Content starts

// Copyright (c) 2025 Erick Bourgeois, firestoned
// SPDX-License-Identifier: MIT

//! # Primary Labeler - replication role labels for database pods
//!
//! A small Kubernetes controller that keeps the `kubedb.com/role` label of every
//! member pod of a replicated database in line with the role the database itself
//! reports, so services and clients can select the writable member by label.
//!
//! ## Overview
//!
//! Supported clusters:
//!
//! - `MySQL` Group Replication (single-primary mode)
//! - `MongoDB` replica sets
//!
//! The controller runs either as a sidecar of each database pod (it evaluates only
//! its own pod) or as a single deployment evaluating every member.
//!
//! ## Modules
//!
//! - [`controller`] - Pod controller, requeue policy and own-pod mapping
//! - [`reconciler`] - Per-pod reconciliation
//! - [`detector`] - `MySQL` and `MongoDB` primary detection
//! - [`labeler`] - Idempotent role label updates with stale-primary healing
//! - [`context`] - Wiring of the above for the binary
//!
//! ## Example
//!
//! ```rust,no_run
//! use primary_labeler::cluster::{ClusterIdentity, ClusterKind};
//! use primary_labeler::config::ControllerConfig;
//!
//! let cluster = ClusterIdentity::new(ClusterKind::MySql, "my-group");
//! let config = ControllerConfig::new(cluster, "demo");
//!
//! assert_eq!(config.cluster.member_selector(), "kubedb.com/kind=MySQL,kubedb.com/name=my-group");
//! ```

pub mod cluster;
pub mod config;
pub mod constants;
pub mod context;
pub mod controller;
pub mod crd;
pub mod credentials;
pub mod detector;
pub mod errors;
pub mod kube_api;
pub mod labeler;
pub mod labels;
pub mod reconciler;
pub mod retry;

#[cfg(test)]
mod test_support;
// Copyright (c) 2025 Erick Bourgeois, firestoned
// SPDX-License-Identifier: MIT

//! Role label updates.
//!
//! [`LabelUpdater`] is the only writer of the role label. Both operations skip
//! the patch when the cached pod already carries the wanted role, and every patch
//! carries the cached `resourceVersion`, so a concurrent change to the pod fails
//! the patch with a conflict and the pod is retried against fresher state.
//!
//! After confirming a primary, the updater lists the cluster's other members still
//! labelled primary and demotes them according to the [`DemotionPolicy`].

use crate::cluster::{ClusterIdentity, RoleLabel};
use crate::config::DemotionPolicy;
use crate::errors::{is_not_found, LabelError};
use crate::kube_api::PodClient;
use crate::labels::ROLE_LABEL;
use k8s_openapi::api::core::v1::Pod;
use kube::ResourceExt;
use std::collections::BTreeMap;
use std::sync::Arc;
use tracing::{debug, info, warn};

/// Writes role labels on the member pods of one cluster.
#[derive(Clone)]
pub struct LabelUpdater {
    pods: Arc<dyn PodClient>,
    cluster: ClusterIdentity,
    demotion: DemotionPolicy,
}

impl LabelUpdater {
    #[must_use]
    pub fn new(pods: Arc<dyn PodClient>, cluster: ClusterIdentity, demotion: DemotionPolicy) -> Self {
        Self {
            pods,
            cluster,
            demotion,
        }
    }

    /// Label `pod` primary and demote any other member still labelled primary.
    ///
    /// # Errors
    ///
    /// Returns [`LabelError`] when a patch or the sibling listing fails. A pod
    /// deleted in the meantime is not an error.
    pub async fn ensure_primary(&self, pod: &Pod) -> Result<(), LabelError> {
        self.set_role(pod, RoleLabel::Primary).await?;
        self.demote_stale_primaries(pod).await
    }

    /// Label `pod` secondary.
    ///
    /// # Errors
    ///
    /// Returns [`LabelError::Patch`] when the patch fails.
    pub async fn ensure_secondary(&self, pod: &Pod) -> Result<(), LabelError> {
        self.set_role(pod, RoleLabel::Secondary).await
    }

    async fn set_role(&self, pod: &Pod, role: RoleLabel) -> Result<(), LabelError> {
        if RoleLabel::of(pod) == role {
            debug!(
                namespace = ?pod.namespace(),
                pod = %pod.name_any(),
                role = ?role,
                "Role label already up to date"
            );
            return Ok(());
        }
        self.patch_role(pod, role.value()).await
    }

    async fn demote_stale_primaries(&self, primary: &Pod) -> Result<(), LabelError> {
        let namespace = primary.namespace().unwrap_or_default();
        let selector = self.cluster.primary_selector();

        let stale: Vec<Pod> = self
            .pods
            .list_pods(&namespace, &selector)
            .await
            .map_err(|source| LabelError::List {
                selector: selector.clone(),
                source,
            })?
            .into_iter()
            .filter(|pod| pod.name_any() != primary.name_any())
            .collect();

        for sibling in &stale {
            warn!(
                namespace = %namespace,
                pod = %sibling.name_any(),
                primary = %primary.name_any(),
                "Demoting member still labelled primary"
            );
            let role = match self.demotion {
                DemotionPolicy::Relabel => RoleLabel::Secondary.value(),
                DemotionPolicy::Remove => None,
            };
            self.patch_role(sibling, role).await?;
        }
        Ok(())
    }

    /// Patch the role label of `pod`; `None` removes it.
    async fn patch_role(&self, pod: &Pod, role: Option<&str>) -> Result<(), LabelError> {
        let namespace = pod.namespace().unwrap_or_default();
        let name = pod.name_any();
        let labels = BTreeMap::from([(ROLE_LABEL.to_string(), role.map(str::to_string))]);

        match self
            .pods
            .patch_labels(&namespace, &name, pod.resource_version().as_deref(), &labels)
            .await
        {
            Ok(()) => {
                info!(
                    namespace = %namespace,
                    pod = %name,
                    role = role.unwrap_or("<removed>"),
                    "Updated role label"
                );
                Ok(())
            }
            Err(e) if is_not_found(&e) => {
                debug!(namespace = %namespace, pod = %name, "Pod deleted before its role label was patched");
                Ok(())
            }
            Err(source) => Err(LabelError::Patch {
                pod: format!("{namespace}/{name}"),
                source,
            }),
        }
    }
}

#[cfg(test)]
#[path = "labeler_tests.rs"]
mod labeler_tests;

Content ends

■ Work to be completed ■
Your task is to copy each line of the listing that holds the word "await".

■ Task answer ■
        self.set_role(pod, RoleLabel::Primary).await?;
        self.demote_stale_primaries(pod).await
        self.set_role(pod, RoleLabel::Secondary).await
        self.patch_role(pod, role.value()).await
            .await
            self.patch_role(sibling, role).await?;
            .await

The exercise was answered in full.